Cómo vivir en las cavernas sin salir de la ciudad



PARTE 1

Aparcó su flamante BMW en la primera calle empedrada que pudo. Como un animal perdido miraba por cada hueco de las ventanas aún dentro del coche esperando que alguien asomara y le auxiliara. Todo en vano.

Jean-Paul Gutiérrez Moreno, pueblerino español de nacimiento y parisino de adopción, se manchó las suelas de sus zapatos de Prada en cuanto puso el primer pie fuera de su coche. Seguramente el perro que había aligerado su peso intestinal aquella mañana en la calle jamás hubiera imaginado que la transformación de su desayuno podría toparse con tanto glamour.

- ¡MIEJDA!

-Efectivamente, hijo, efectivamente. -escuchó una voz quebrada asomaba a un balcón, que le daba absoluta razón en su afirmación, sin dejar lugar a dudas, mientras sacudía la cabeza de un lado al otro.

Jean-Paul miró hacia arriba y comprobó que la mujer que había presenciado la vergonzosa escena, seguía mirándolo intentando averiguar de qué museo había salido.

-Pejdone seniora, ¿podría entrar en su casa para limpiar esta desdicha? - dijo Jean-Paul con un perfecto acento pueblerino, mientras su cara de pena se mimetizaba con el sol que le daba de frente.

-Claro hijo, no vas a ir dejando to pringao por ahí. Ahora le digo a mi niña que te abra.

Acto seguido se escuchó un aullido incluyendo un nombre de mujer con una potencia de 12000 voltios. En ese momento Jean Paul se percató que su estancia en aquel lugar insólito de Sierra Morena no iba a ser fácil, ni normal, ni corriente.

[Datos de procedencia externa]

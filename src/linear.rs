// Copyright 2026 the simcurve Authors
// SPDX-License-Identifier: Apache-2.0 OR MIT

//! Straight lines in slope-intercept form.

use core::fmt;

use arrayvec::ArrayVec;

use crate::common::approx_eq;
use crate::{CurveRoots, ParamCurve, ParamCurveSolve, Point};

#[cfg(not(feature = "std"))]
use crate::common::FloatFuncs;

/// The line `y = m x + b`.
///
/// Supply and demand curves in the simulation are lines of this form.
/// Vertical lines cannot be represented; see [`line_intersect_vline`].
#[derive(Clone, Copy, Debug, Default, PartialEq)]
#[cfg_attr(feature = "schemars", derive(schemars::JsonSchema))]
#[cfg_attr(feature = "serde", derive(serde::Serialize, serde::Deserialize))]
pub struct Linear {
    /// Slope.
    pub m: f64,
    /// Y intercept.
    pub b: f64,
}

/// How two lines meet.
#[derive(Clone, Copy, Debug, PartialEq)]
pub enum LineIntersection {
    /// The lines cross at exactly one point.
    Point(Point),
    /// The lines have the same slope and never meet.
    Parallel,
    /// The lines are the same line.
    Coincident,
}

impl Linear {
    /// Create a new line from its slope and y intercept.
    #[inline]
    pub const fn new(m: f64, b: f64) -> Linear {
        Linear { m, b }
    }

    /// The line through two points.
    ///
    /// Returns `None` if the points share an x coordinate.
    pub fn through(p0: Point, p1: Point) -> Option<Linear> {
        let m = (p1.y - p0.y) / (p1.x - p0.x);
        if !m.is_finite() {
            return None;
        }
        Some(Linear::new(m, p0.y - m * p0.x))
    }

    /// The value of `y` at `x`.
    #[inline]
    pub fn evaluate(&self, x: f64) -> f64 {
        self.m * x + self.b
    }

    /// The angle of the line in radians, measured from the positive x axis.
    ///
    /// Because the slope is finite the result lies strictly between -π/2
    /// and π/2.
    #[inline]
    pub fn angle(&self) -> f64 {
        self.m.atan2(1.0)
    }

    /// Intersect with another line.
    ///
    /// This is the same as [`lines_intersect`].
    #[inline]
    pub fn intersect(&self, other: &Linear) -> LineIntersection {
        lines_intersect(self, other)
    }
}

impl ParamCurve for Linear {
    #[inline]
    fn eval(&self, t: f64) -> Point {
        Point::new(t, self.evaluate(t))
    }
}

impl CurveRoots for Linear {
    /// The x intercept.
    ///
    /// A horizontal line reports no roots, including `y = 0`, which is zero
    /// everywhere.
    fn roots(&self) -> ArrayVec<f64, 2> {
        let mut result = ArrayVec::new();
        let root = -self.b / self.m;
        if root.is_finite() {
            result.push(root);
        }
        result
    }
}

impl ParamCurveSolve for Linear {
    fn solve_with_tolerance(&self, p: Point, tolerance: f64) -> ArrayVec<f64, 2> {
        let mut result = ArrayVec::new();
        if approx_eq(self.evaluate(p.x), p.y, tolerance) {
            result.push(p.x);
        }
        result
    }
}

impl fmt::Display for Linear {
    fn fmt(&self, f: &mut fmt::Formatter<'_>) -> fmt::Result {
        write!(f, "y = {:.12}x + {:.12}", self.m, self.b)
    }
}

/// The point where two lines cross.
///
/// Lines with equal slopes do not have a unique intersection; they are
/// reported as [`LineIntersection::Parallel`], or
/// [`LineIntersection::Coincident`] when the intercepts agree as well.
/// The computation is symmetric in its arguments.
pub fn lines_intersect(line1: &Linear, line2: &Linear) -> LineIntersection {
    // m1 x + b1 = m2 x + b2  =>  x = (b2 - b1) / (m1 - m2)
    if line1.m == line2.m {
        if line1.b == line2.b {
            return LineIntersection::Coincident;
        }
        return LineIntersection::Parallel;
    }
    let dm = line1.m - line2.m;
    let x = (line2.b - line1.b) / dm;
    // Written as a ratio so that swapping the lines only flips both signs.
    let y = (line1.m * line2.b - line2.m * line1.b) / dm;
    let p = Point::new(x, y);
    if p.is_finite() {
        LineIntersection::Point(p)
    } else {
        LineIntersection::Parallel
    }
}

/// The point where a line crosses the vertical line `x = vline_x`.
#[inline]
pub fn line_intersect_vline(line: &Linear, vline_x: f64) -> Point {
    line.eval(vline_x)
}

#[cfg(test)]
mod tests {
    use crate::{
        line_intersect_vline, lines_intersect, CurveRoots, LineIntersection, Linear, ParamCurve,
        ParamCurveSolve, Point,
    };
    use core::f64::consts::FRAC_PI_4;

    #[test]
    fn linear_evaluate() {
        let l = Linear::new(2.0, 1.0);
        assert_eq!(l.evaluate(0.0), 1.0);
        assert_eq!(l.evaluate(3.0), 7.0);
        assert_eq!(l.eval(-1.0), Point::new(-1.0, -1.0));
        assert_eq!(l.start(), Point::new(0.0, 1.0));
        assert_eq!(l.end(), Point::new(1.0, 3.0));
    }

    #[test]
    fn linear_angle() {
        assert_eq!(Linear::new(0.0, 5.0).angle(), 0.0);
        assert!((Linear::new(1.0, 0.0).angle() - FRAC_PI_4).abs() < 1e-12);
        assert!((Linear::new(-1.0, 0.0).angle() + FRAC_PI_4).abs() < 1e-12);
    }

    #[test]
    fn linear_roots() {
        let roots = Linear::new(2.0, -4.0).roots();
        assert_eq!(roots.as_slice(), &[2.0]);
        assert!(Linear::new(0.0, 1.0).roots().is_empty());
        assert!(Linear::new(0.0, 0.0).roots().is_empty());
    }

    #[test]
    fn linear_through() {
        let l = Linear::through(Point::new(0.0, 1.0), Point::new(2.0, 5.0)).unwrap();
        assert_eq!(l, Linear::new(2.0, 1.0));
        assert!(Linear::through(Point::new(1.0, 0.0), Point::new(1.0, 5.0)).is_none());
    }

    #[test]
    fn lines_cross() {
        // Supply rising, demand falling.
        let supply = Linear::new(1.0, 0.0);
        let demand = Linear::new(-1.0, 10.0);
        assert_eq!(
            lines_intersect(&supply, &demand),
            LineIntersection::Point(Point::new(5.0, 5.0))
        );
        assert_eq!(supply.intersect(&demand), lines_intersect(&supply, &demand));
    }

    #[test]
    fn lines_intersect_symmetric() {
        let pairs = [
            (Linear::new(0.3, 1.7), Linear::new(-2.9, 0.1)),
            (Linear::new(1e-3, -4.0), Linear::new(7.5, 3.3)),
            (Linear::new(-0.1, 0.2), Linear::new(0.7, -0.3)),
        ];
        for (l1, l2) in pairs {
            assert_eq!(lines_intersect(&l1, &l2), lines_intersect(&l2, &l1));
            match lines_intersect(&l1, &l2) {
                LineIntersection::Point(p) => {
                    assert!((l1.evaluate(p.x) - p.y).abs() < 1e-9);
                    assert!((l2.evaluate(p.x) - p.y).abs() < 1e-9);
                }
                other => panic!("expected a crossing, got {other:?}"),
            }
        }
    }

    #[test]
    fn lines_parallel() {
        let l1 = Linear::new(2.0, 1.0);
        let l2 = Linear::new(2.0, 3.0);
        assert_eq!(lines_intersect(&l1, &l2), LineIntersection::Parallel);
        assert_eq!(lines_intersect(&l1, &l1), LineIntersection::Coincident);
        // Nearly parallel lines whose crossing overflows.
        let l3 = Linear::new(2.0 + 2.0 * f64::EPSILON, 1e300);
        assert_eq!(lines_intersect(&l1, &l3), LineIntersection::Parallel);
    }

    #[test]
    fn vline() {
        let l = Linear::new(0.5, -1.0);
        assert_eq!(line_intersect_vline(&l, 4.0), Point::new(4.0, 1.0));
    }

    #[test]
    fn linear_solve() {
        let l = Linear::new(0.5, -1.0);
        assert_eq!(l.solve(Point::new(4.0, 1.0)).as_slice(), &[4.0]);
        assert!(l.solve(Point::new(4.0, 1.5)).is_empty());
    }

    #[test]
    fn linear_display() {
        let l = Linear::new(1.5, -2.0);
        assert_eq!(format!("{l}"), "y = 1.500000000000x + -2.000000000000");
    }
}
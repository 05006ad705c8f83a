// Copyright 2026 the simcurve Authors
// SPDX-License-Identifier: Apache-2.0 OR MIT

//! A simple 2D vector.

use core::ops::{Add, Mul, Sub};

use crate::Point;

#[cfg(not(feature = "std"))]
use crate::common::FloatFuncs;

/// A 2D vector.
///
/// This is the displacement between two [`Point`]s; curve evaluation
/// accumulates weighted control points as vectors.
#[derive(Clone, Copy, Default, Debug, PartialEq)]
#[cfg_attr(feature = "schemars", derive(schemars::JsonSchema))]
#[cfg_attr(feature = "serde", derive(serde::Serialize, serde::Deserialize))]
pub struct Vec2 {
    /// The x-coordinate.
    pub x: f64,
    /// The y-coordinate.
    pub y: f64,
}

impl Vec2 {
    /// Create a new vector.
    #[inline]
    pub const fn new(x: f64, y: f64) -> Vec2 {
        Vec2 { x, y }
    }

    /// Convert this vector into a `Point`.
    #[inline]
    pub const fn to_point(self) -> Point {
        Point::new(self.x, self.y)
    }

    /// Magnitude of vector.
    #[inline]
    pub fn hypot(self) -> f64 {
        self.x.hypot(self.y)
    }
}

impl From<(f64, f64)> for Vec2 {
    #[inline]
    fn from(v: (f64, f64)) -> Vec2 {
        Vec2 { x: v.0, y: v.1 }
    }
}

impl Add for Vec2 {
    type Output = Vec2;

    #[inline]
    fn add(self, other: Vec2) -> Vec2 {
        Vec2 {
            x: self.x + other.x,
            y: self.y + other.y,
        }
    }
}

impl Sub for Vec2 {
    type Output = Vec2;

    #[inline]
    fn sub(self, other: Vec2) -> Vec2 {
        Vec2 {
            x: self.x - other.x,
            y: self.y - other.y,
        }
    }
}

impl Mul<f64> for Vec2 {
    type Output = Vec2;

    #[inline]
    fn mul(self, other: f64) -> Vec2 {
        Vec2 {
            x: self.x * other,
            y: self.y * other,
        }
    }
}

impl Mul<Vec2> for f64 {
    type Output = Vec2;

    #[inline]
    fn mul(self, other: Vec2) -> Vec2 {
        other * self
    }
}
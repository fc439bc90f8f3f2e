//! Reads image attachments from disk for report submission.

use std::path::{Path, PathBuf};

use civic_portal_api::PortalError;
use civic_portal_models::ImageAttachment;

/// Reads every image in `paths`.
///
/// Files whose extension does not map to an `image/*` MIME type are
/// skipped with a warning, the same way dropped non-image files are
/// ignored by the upload area.
///
/// # Errors
///
/// Returns [`PortalError::Io`] if an image file cannot be read.
pub fn load_images(paths: &[PathBuf]) -> Result<Vec<ImageAttachment>, PortalError> {
    let mut images = Vec::with_capacity(paths.len());

    for path in paths {
        let mime = mime_guess::from_path(path).first_or_octet_stream();
        if mime.type_() != mime_guess::mime::IMAGE {
            log::warn!("Skipping {}: not an image ({mime})", path.display());
            continue;
        }

        let bytes = std::fs::read(path)?;
        log::debug!("attaching {} ({} bytes, {mime})", path.display(), bytes.len());

        images.push(ImageAttachment {
            file_name: file_name(path),
            mime_type: mime.essence_str().to_string(),
            bytes,
        });
    }

    Ok(images)
}

/// Splits a comma-separated list of paths as typed at a prompt.
#[must_use]
pub fn parse_path_list(input: &str) -> Vec<PathBuf> {
    input
        .split(',')
        .map(str::trim)
        .filter(|s| !s.is_empty())
        .map(PathBuf::from)
        .collect()
}

fn file_name(path: &Path) -> String {
    path.file_name()
        .map_or_else(|| "image".to_string(), |n| n.to_string_lossy().into_owned())
}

Jean-Paul se encontró delante de una puerta de madera maciza, con más años seguramente que las piedras que estaba pisando el sólo pie que tenía apoyado (no hace falta recordar el incidente que había experimentado su pie izquierdo). Allí, cual flamenco vestido de Versace, se encontró observando la falta de barniz que le hacía falta a aquella puerta. "¿Dónde me he metido, Dios mío?, se preguntó. En francés, claro. Siguió mirando a su alrededor y empezó a memorizar cada tramo de aquella fachada que una falta de amor tenía, los cactus que llevarían un lustro enredados en el hierro oxidado de la ventana avisando a los posibles ladrones que entrar en aquella casa, podría ser un poco doloroso. La fachada estaba cubierta de piedras que posiblemente tendrían muchos más años que todas las edades que sumarían los habitantes de aquel pueblo perdido en medio del monte. Jean-Paul, como buen observador, memorizó cada pequeño detalle de esa casa que, al parecer, escondía grandes historias. O no.

Al fin se abrió aquel portón macizo y, detrás del mismo, absolutamente nadie. Por un momento se contuvo de sentir un escalofrío por el absurdo pensamiento de que algún fantasma pudiera estar detrás de aquella broma pero, evidentemente, era una sandez ya que escuchó una risa de niña alejándose. Tuvo que ponerse la mano en la frente para no cegarse con la luz que se le proyectaba directamente en la cara que llegaba desde el fondo de un pasillo que dejaba entrever puertas dobles altas a cada lado, y lo que era el principio de una escalera de mármol castigado con baranda forjada con formas imposibles. Cuando su vista se acostumbró a la luz pudo contemplar no tan lejos un enorme patio andaluz, las paredes encaladas hasta mitad de la pared y el resto con azulejos puramente coloridos, las macetas verdes con sus geranios de los que dan alegría sólo verlos, un pequeño pozo con su cubo de latón colgando esperando a que alguien le diese un poco de faena y, a su lado, una silla en la cual estaba sentada con sonrisa por bandera, la gran Gertrudis, con cigarro en mano.